Wuhan Huazhong Numerical Control Co.Ltd(300161) independent directors’ independent opinions on matters related to the 28th meeting of the 11th board of directors are in accordance with the Listing Rules of Shenzhen Stock Exchange gem, self regulatory guidelines for listed companies of Shenzhen Stock Exchange No. 2 – standardized operation of companies listed on GEM, rules of independent directors of listed companies and Wuhan Huazhong Numerical Control Co.Ltd(300161) (hereinafter referred to as “the company”) In accordance with the articles of association, the working system of independent directors and other relevant regulations, rules and regulations, as independent directors of the company, in a serious and responsible manner and based on independent judgment, we hereby express independent opinions on the relevant matters approved at the 28th meeting of the 11th board of directors as follows:
1、 Independent opinions on the proposed guarantee for the holding subsidiary’s application for bank credit
After careful review, we believe that the company provides guarantee for the subsidiary’s application for bank credit this time, in order to support its daily operation and development and meet its working capital needs. The risk of this guarantee is controllable and will not have an adverse impact on the normal operation and business development of the company. The decision-making procedure of this guarantee complies with relevant laws and regulations and the articles of association, and does not harm the interests of the company and minority shareholders. We agree with the above guarantee. 2、 Independent opinions on the appointment of vice president of the company
According to the nomination of the president of the company, Mr. Shen can, Mr. Xiao Gang and Mr. Wan Qian are appointed as the vice presidents of the company.
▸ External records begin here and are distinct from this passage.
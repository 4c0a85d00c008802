//! Sanitized markup → ratatui `Text` renderer.
//!
//! Walks the token list of a [`SafeMarkup`] and converts it into styled
//! `Line`/`Span` values. Headings, bold, italic, underline, strikethrough,
//! inline code, `<pre>` code blocks (with syntect highlighting when the
//! block carries a `language-*` class), lists, blockquotes, tables, and links.

use std::sync::LazyLock;

use ratatui::style::{Color, Modifier, Style};
use ratatui::text::{Line, Span, Text};
use syntect::easy::HighlightLines;
use syntect::highlighting::ThemeSet;
use syntect::parsing::SyntaxSet;
use syntect::util::LinesWithEndings;

use crate::core::markup::{SafeMarkup, Token, collapse_whitespace};

static SYNTAX_SET: LazyLock<SyntaxSet> = LazyLock::new(SyntaxSet::load_defaults_newlines);
static THEME_SET: LazyLock<ThemeSet> = LazyLock::new(ThemeSet::load_defaults);

const CODE_THEME: &str = "base16-ocean.dark";

/// Render sanitized markup into styled `Text` using `base_fg` for body text.
pub fn render(markup: &SafeMarkup, base_fg: Color) -> Text<'static> {
    let mut w = Writer::new(base_fg);
    for token in markup.tokens() {
        w.handle(token);
    }
    w.text
}

// ── Writer ──────────────────────────────────────────────────────────────────

/// State of the `<pre>` element currently open, if any.
struct PreBlock {
    /// Top border written yet? Deferred until we know the language.
    opened: bool,
    /// Still at the very start of the block (a leading newline is dropped).
    at_start: bool,
}

struct Writer {
    text: Text<'static>,
    base_fg: Color,
    /// Style stack tagged with the element that pushed each entry.
    /// Styles compose via `patch`.
    styles: Vec<(String, Style)>,
    /// Per-line prefix spans (blockquote and code block `│`), tagged the same way.
    line_prefixes: Vec<(&'static str, Span<'static>)>,
    /// List nesting: None = unordered, Some(n) = ordered at index n.
    list_indices: Vec<Option<u64>>,
    pre: Option<PreBlock>,
    highlighter: Option<HighlightLines<'static>>,
    /// Link target, appended after the link text closes.
    link_url: Option<String>,
    /// Blank line before the next block element.
    needs_blank: bool,
    /// Next span starts a new line.
    line_closed: bool,
}

impl Writer {
    fn new(base_fg: Color) -> Self {
        Self {
            text: Text::default(),
            base_fg,
            styles: vec![],
            line_prefixes: vec![],
            list_indices: vec![],
            pre: None,
            highlighter: None,
            link_url: None,
            needs_blank: false,
            line_closed: true,
        }
    }

    // ── Style helpers ───────────────────────────────────────────────────

    fn style(&self) -> Style {
        self.styles
            .last()
            .map(|(_, style)| *style)
            .unwrap_or_else(|| Style::default().fg(self.base_fg))
    }

    fn push_style(&mut self, tag: &str, overlay: Style) {
        let style = self.style().patch(overlay);
        self.styles.push((tag.to_string(), style));
    }

    /// Pops back to (and including) the innermost style `tag` pushed,
    /// which also ends anything left unclosed inside it. False when `tag`
    /// never pushed one, i.e. the close tag is stray.
    fn pop_style(&mut self, tag: &str) -> bool {
        match self.styles.iter().rposition(|(t, _)| t == tag) {
            Some(i) => {
                self.styles.truncate(i);
                true
            }
            None => false,
        }
    }

    fn pop_prefix(&mut self, tag: &str) -> bool {
        match self.line_prefixes.iter().rposition(|(t, _)| *t == tag) {
            Some(i) => {
                self.line_prefixes.remove(i);
                true
            }
            None => false,
        }
    }

    // ── Line/span helpers ───────────────────────────────────────────────

    fn push_line(&mut self, line: Line<'static>) {
        let mut out = line;
        for (_, pfx) in self.line_prefixes.iter().rev() {
            out.spans.insert(0, pfx.clone());
        }
        self.text.lines.push(out);
    }

    fn push_span(&mut self, span: Span<'static>) {
        if self.line_closed || self.text.lines.is_empty() {
            self.push_line(Line::default());
            self.line_closed = false;
        }
        if let Some(line) = self.text.lines.last_mut() {
            line.push_span(span);
        }
    }

    fn start_block(&mut self) {
        if self.needs_blank && !self.text.lines.is_empty() {
            self.push_line(Line::default());
        }
        self.needs_blank = false;
        self.line_closed = true;
    }

    fn end_block(&mut self) {
        self.needs_blank = true;
        self.line_closed = true;
    }

    fn at_line_start(&self) -> bool {
        self.line_closed || self.text.lines.is_empty()
    }

    // ── Token dispatch ──────────────────────────────────────────────────

    fn handle(&mut self, token: &Token) {
        match token {
            Token::Start { name, .. } => self.open(name, token),
            Token::End { name } => self.close(name),
            Token::Text(t) if self.pre.is_some() => self.code_text(t),
            Token::Text(t) => self.inline_text(t),
        }
    }

    fn open(&mut self, name: &str, token: &Token) {
        match name {
            // ── Block elements ──────────────────────────────────────────
            "p" | "table" => self.start_block(),
            "div" | "tr" => self.line_closed = true,
            "h1" | "h2" | "h3" | "h4" | "h5" | "h6" => {
                self.start_block();
                let depth = heading_depth(name);
                let hs = heading_style(self.base_fg, depth);
                self.push_span(Span::styled(format!("{} ", "#".repeat(depth)), hs));
                self.push_style(name, hs);
            }
            "blockquote" => {
                self.start_block();
                self.line_prefixes.push((
                    "blockquote",
                    Span::styled("│ ", Style::default().fg(Color::DarkGray)),
                ));
                self.push_style(
                    name,
                    Style::default()
                        .fg(self.base_fg)
                        .add_modifier(Modifier::DIM | Modifier::ITALIC),
                );
            }
            "pre" => {
                self.start_block();
                self.pre = Some(PreBlock {
                    opened: false,
                    at_start: true,
                });
            }
            "code" if self.pre.as_ref().is_some_and(|p| !p.opened) => {
                let lang = token
                    .attr("class")
                    .and_then(|c| c.strip_prefix("language-"))
                    .filter(|l| !l.is_empty());
                self.open_code_block(lang);
            }
            "code" if self.pre.is_some() => {}
            "ul" | "ol" => {
                if self.list_indices.is_empty() {
                    self.start_block();
                }
                self.list_indices
                    .push(if name == "ol" { Some(1) } else { None });
            }
            "li" => {
                self.line_closed = true;
                let depth = self.list_indices.len().saturating_sub(1);
                let indent = "  ".repeat(depth);
                let marker = match self.list_indices.last_mut() {
                    Some(Some(n)) => {
                        let s = format!("{indent}{n}. ");
                        *n += 1;
                        s
                    }
                    _ => format!("{indent}- "),
                };
                self.push_span(Span::styled(marker, Style::default().fg(Color::DarkGray)));
            }
            "br" => {
                if self.line_closed {
                    self.push_line(Line::default());
                }
                self.line_closed = true;
            }
            "hr" => {
                self.start_block();
                self.push_line(Line::from(Span::styled(
                    "─".repeat(40),
                    Style::default().fg(Color::DarkGray),
                )));
                self.end_block();
            }
            "td" | "th" => {
                if !self.at_line_start() {
                    self.push_span(Span::styled(" │ ", Style::default().fg(Color::DarkGray)));
                }
                if name == "th" {
                    self.push_style(name, Style::default().add_modifier(Modifier::BOLD));
                }
            }

            // ── Inline elements ─────────────────────────────────────────
            "strong" | "b" => self.push_style(name, Style::default().add_modifier(Modifier::BOLD)),
            "em" | "i" => self.push_style(name, Style::default().add_modifier(Modifier::ITALIC)),
            "u" => self.push_style(name, Style::default().add_modifier(Modifier::UNDERLINED)),
            "del" | "s" => {
                self.push_style(name, Style::default().add_modifier(Modifier::CROSSED_OUT))
            }
            "code" => {
                self.push_style(name, Style::default().fg(Color::White).bg(Color::DarkGray))
            }
            "a" => {
                self.link_url = token.attr("href").map(str::to_string);
                self.push_style(
                    name,
                    Style::default()
                        .fg(Color::Cyan)
                        .add_modifier(Modifier::UNDERLINED),
                );
            }
            _ => {} // span, thead, tbody, and anything a trusting sanitizer let through
        }
    }

    /// Close tags that don't match an open element are ignored.
    fn close(&mut self, name: &str) {
        match name {
            "p" | "table" => self.end_block(),
            "div" | "tr" => self.line_closed = true,
            "h1" | "h2" | "h3" | "h4" | "h5" | "h6" => {
                if self.pop_style(name) {
                    self.end_block();
                }
            }
            "blockquote" => {
                if self.pop_prefix(name) {
                    self.pop_style(name);
                    self.end_block();
                }
            }
            "pre" => {
                if self.pre.take().is_some_and(|p| p.opened) {
                    self.close_code_block();
                }
                self.end_block();
            }
            "code" if self.pre.is_some() => {}
            "ul" | "ol" => {
                self.list_indices.pop();
                if self.list_indices.is_empty() {
                    self.end_block();
                } else {
                    self.line_closed = true;
                }
            }
            "th" | "strong" | "b" | "em" | "i" | "u" | "del" | "s" | "code" => {
                self.pop_style(name);
            }
            "a" => {
                if !self.pop_style(name) {
                    return;
                }
                if let Some(url) = self.link_url.take() {
                    self.push_span(Span::raw(" ("));
                    self.push_span(Span::styled(
                        url,
                        Style::default()
                            .fg(Color::Cyan)
                            .add_modifier(Modifier::UNDERLINED),
                    ));
                    self.push_span(Span::raw(")"));
                }
            }
            _ => {}
        }
    }

    // ── Code blocks ─────────────────────────────────────────────────────

    fn open_code_block(&mut self, lang: Option<&str>) {
        let bs = Style::default().fg(Color::DarkGray);
        let top = match lang {
            Some(lang) => Line::from(vec![
                Span::styled("╭── ", bs),
                Span::styled(lang.to_owned(), bs.add_modifier(Modifier::BOLD)),
                Span::styled(" ──", bs),
            ]),
            None => Line::from(Span::styled("╭──", bs)),
        };
        self.push_line(top);
        self.line_prefixes.push(("pre", Span::styled("│ ", bs)));

        self.highlighter = lang
            .and_then(|l| SYNTAX_SET.find_syntax_by_token(l))
            .and_then(|syn| {
                THEME_SET
                    .themes
                    .get(CODE_THEME)
                    .map(|theme| HighlightLines::new(syn, theme))
            });

        if let Some(pre) = self.pre.as_mut() {
            pre.opened = true;
        }
    }

    fn close_code_block(&mut self) {
        self.highlighter = None;
        self.pop_prefix("pre");
        self.push_line(Line::from(Span::styled(
            "╰──",
            Style::default().fg(Color::DarkGray),
        )));
        self.line_closed = true;
    }

    fn code_text(&mut self, raw: &str) {
        if self.pre.as_ref().is_some_and(|p| !p.opened) {
            self.open_code_block(None);
        }

        let mut text = raw.replace('\t', "    ");
        if let Some(pre) = self.pre.as_mut()
            && pre.at_start
        {
            pre.at_start = false;
            if text.starts_with('\n') {
                text.remove(0);
            }
        }

        // Take the highlighter out so push_line can borrow self mutably.
        let mut highlighter = self.highlighter.take();
        for line in LinesWithEndings::from(text.as_str()) {
            let spans = match highlighter.as_mut() {
                Some(hl) => highlight_line(hl, line),
                None => vec![Span::styled(
                    line.trim_end_matches('\n').to_owned(),
                    Style::default().fg(Color::White),
                )],
            };
            self.push_line(Line::from(spans));
        }
        self.highlighter = highlighter;
        self.line_closed = true;
    }

    // ── Inline text ─────────────────────────────────────────────────────

    fn inline_text(&mut self, raw: &str) {
        let collapsed = collapse_whitespace(raw);
        let content = if self.at_line_start() {
            collapsed.trim_start().to_string()
        } else {
            collapsed
        };
        if content.is_empty() {
            return;
        }
        let style = self.style();
        self.push_span(Span::styled(content, style));
    }
}

// ── Helpers ─────────────────────────────────────────────────────────────────

fn highlight_line(hl: &mut HighlightLines<'static>, line: &str) -> Vec<Span<'static>> {
    match hl.highlight_line(line, &SYNTAX_SET) {
        Ok(ranges) => ranges
            .into_iter()
            .filter_map(|(hl_style, frag)| {
                let content = frag.trim_end_matches('\n');
                if content.is_empty() {
                    return None;
                }
                let fg = Color::Rgb(
                    hl_style.foreground.r,
                    hl_style.foreground.g,
                    hl_style.foreground.b,
                );
                Some(Span::styled(content.to_owned(), Style::default().fg(fg)))
            })
            .collect(),
        Err(e) => {
            log::debug!("Highlighting failed, falling back to plain code: {}", e);
            vec![Span::raw(line.trim_end_matches('\n').to_owned())]
        }
    }
}

fn heading_depth(name: &str) -> usize {
    name.strip_prefix('h')
        .and_then(|d| d.parse().ok())
        .unwrap_or(1)
}

fn heading_style(base_fg: Color, depth: usize) -> Style {
    let modifier = match depth {
        1 => Modifier::BOLD | Modifier::UNDERLINED,
        2 => Modifier::BOLD,
        _ => Modifier::BOLD | Modifier::ITALIC,
    };
    Style::default().fg(base_fg).add_modifier(modifier)
}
The nomination and appointment procedures of senior management personnel employed this time comply with the requirements of relevant laws and regulations, normative documents and the provisions of the articles of association, which are legal and effective. After careful examination of the education background, professional title and work experience of the nominees, it is not found that they are not allowed to serve as senior managers of the company as stipulated in the company law, the GEM Listing Rules of Shenzhen Stock Exchange and the articles of association, nor are they “dishonest Executees”, There is no case that the nominees have been identified as market prohibitions by the CSRC and have not been lifted, nor have they been subject to any punishment and punishment by the CSRC and Shenzhen Stock Exchange. The nominees meet the qualifications of senior managers. Therefore, we unanimously agree to appoint Mr. Shen can, Mr. Xiao Gang and Mr. Wan Qian as vice presidents of the company at the 28th meeting of the 11th board of directors. The term of office starts from the date of deliberation and approval of the board of directors to the date of expiration of the term of office of the 11th board of directors.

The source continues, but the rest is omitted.